■ Try it: Looking at the data below, state how many lines contain "broadcast". No other words are wanted.

Saved entries:
*** Block opens ***

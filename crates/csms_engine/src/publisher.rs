//! Lifecycle event publisher
//!
//! Records are queued by the station workers and the allocation runner and
//! published in order by a single task. Failed publishes are retried with
//! backoff; the store is never rolled back when a record is finally dropped.

use std::sync::Arc;

use async_trait::async_trait;
use csms_core::{
    ErrorKind, POWER_DISTRIBUTION_TOPIC, PowerDistributionEvent, SESSION_LIFECYCLE_TOPIC,
    SessionLifecycleEvent,
};
use serde::Serialize;
use thiserror::Error;
use tokio::sync::{broadcast, mpsc};
use tokio::task::JoinHandle;

use crate::backoff::RetryPolicy;

#[derive(Debug, Error)]
pub enum PublishError {
    #[error("Event bus unavailable: {0}")]
    Unavailable(String),
    #[error("Could not encode record: {0}")]
    Encode(#[from] serde_json::Error),
}

impl PublishError {
    pub fn kind(&self) -> ErrorKind {
        ErrorKind::DeliveryFailure
    }
}

/// A keyed JSON record on a topic.
#[derive(Debug, Clone, PartialEq)]
pub struct EventRecord {
    pub topic: &'static str,
    pub key: String,
    pub payload: serde_json::Value,
}

impl EventRecord {
    fn new(topic: &'static str, key: &str, payload: &impl Serialize) -> Result<Self, PublishError> {
        Ok(EventRecord {
            topic,
            key: key.to_string(),
            payload: serde_json::to_value(payload)?,
        })
    }
}

#[async_trait]
pub trait EventSink: Send + Sync {
    async fn publish(&self, record: &EventRecord) -> Result<(), PublishError>;

    fn name(&self) -> &str;
}

/// In-process bus; every subscriber sees every record.
#[derive(Debug, Clone)]
pub struct InMemoryBus {
    tx: broadcast::Sender<EventRecord>,
}

impl InMemoryBus {
    pub fn new(capacity: usize) -> Self {
        let (tx, _) = broadcast::channel(capacity);
        InMemoryBus { tx }
    }

    pub fn subscribe(&self) -> broadcast::Receiver<EventRecord> {
        self.tx.subscribe()
    }
}

#[async_trait]
impl EventSink for InMemoryBus {
    async fn publish(&self, record: &EventRecord) -> Result<(), PublishError> {
        if self.tx.send(record.clone()).is_err() {
            tracing::trace!(topic = record.topic, "No subscribers for record");
        }
        Ok(())
    }

    fn name(&self) -> &str {
        "memory"
    }
}

/// Writes every record to the log.
#[derive(Debug, Clone, Default)]
pub struct TracingSink;

#[async_trait]
impl EventSink for TracingSink {
    async fn publish(&self, record: &EventRecord) -> Result<(), PublishError> {
        tracing::info!(
            target: "csms::events",
            topic = record.topic,
            key = %record.key,
            payload = %record.payload,
            "Event"
        );
        Ok(())
    }

    fn name(&self) -> &str {
        "tracing"
    }
}

/// Handle used to queue records for publishing.
#[derive(Debug, Clone)]
pub struct Publisher {
    tx: mpsc::UnboundedSender<EventRecord>,
}

impl Publisher {
    pub fn spawn(sink: Arc<dyn EventSink>, policy: RetryPolicy) -> (Publisher, JoinHandle<()>) {
        let (tx, mut rx) = mpsc::unbounded_channel::<EventRecord>();
        let handle = tokio::spawn(async move {
            tracing::info!(sink = sink.name(), "Publisher started");
            while let Some(record) = rx.recv().await {
                let result = policy
                    .run(
                        "Publish",
                        |err: &PublishError| matches!(err, PublishError::Unavailable(_)),
                        |_| sink.publish(&record),
                    )
                    .await;
                if let Err(err) = result {
                    tracing::error!(
                        topic = record.topic,
                        key = %record.key,
                        error = %err,
                        "Dropping record after retries"
                    );
                }
            }
            tracing::info!("Publisher stopped");
        });
        (Publisher { tx }, handle)
    }

    fn enqueue(&self, record: Result<EventRecord, PublishError>) {
        match record {
            Ok(record) => {
                if self.tx.send(record).is_err() {
                    tracing::warn!("Publisher stopped, record dropped");
                }
            }
            Err(err) => tracing::error!(error = %err, "Could not build record"),
        }
    }

    pub fn session_event(&self, event: &SessionLifecycleEvent) {
        self.enqueue(EventRecord::new(
            SESSION_LIFECYCLE_TOPIC,
            event.key(),
            event,
        ));
    }

    pub fn power_event(&self, event: &PowerDistributionEvent) {
        self.enqueue(EventRecord::new(
            POWER_DISTRIBUTION_TOPIC,
            &event.station_id,
            event,
        ));
    }
}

*** Block closes ***

■ Task output: 4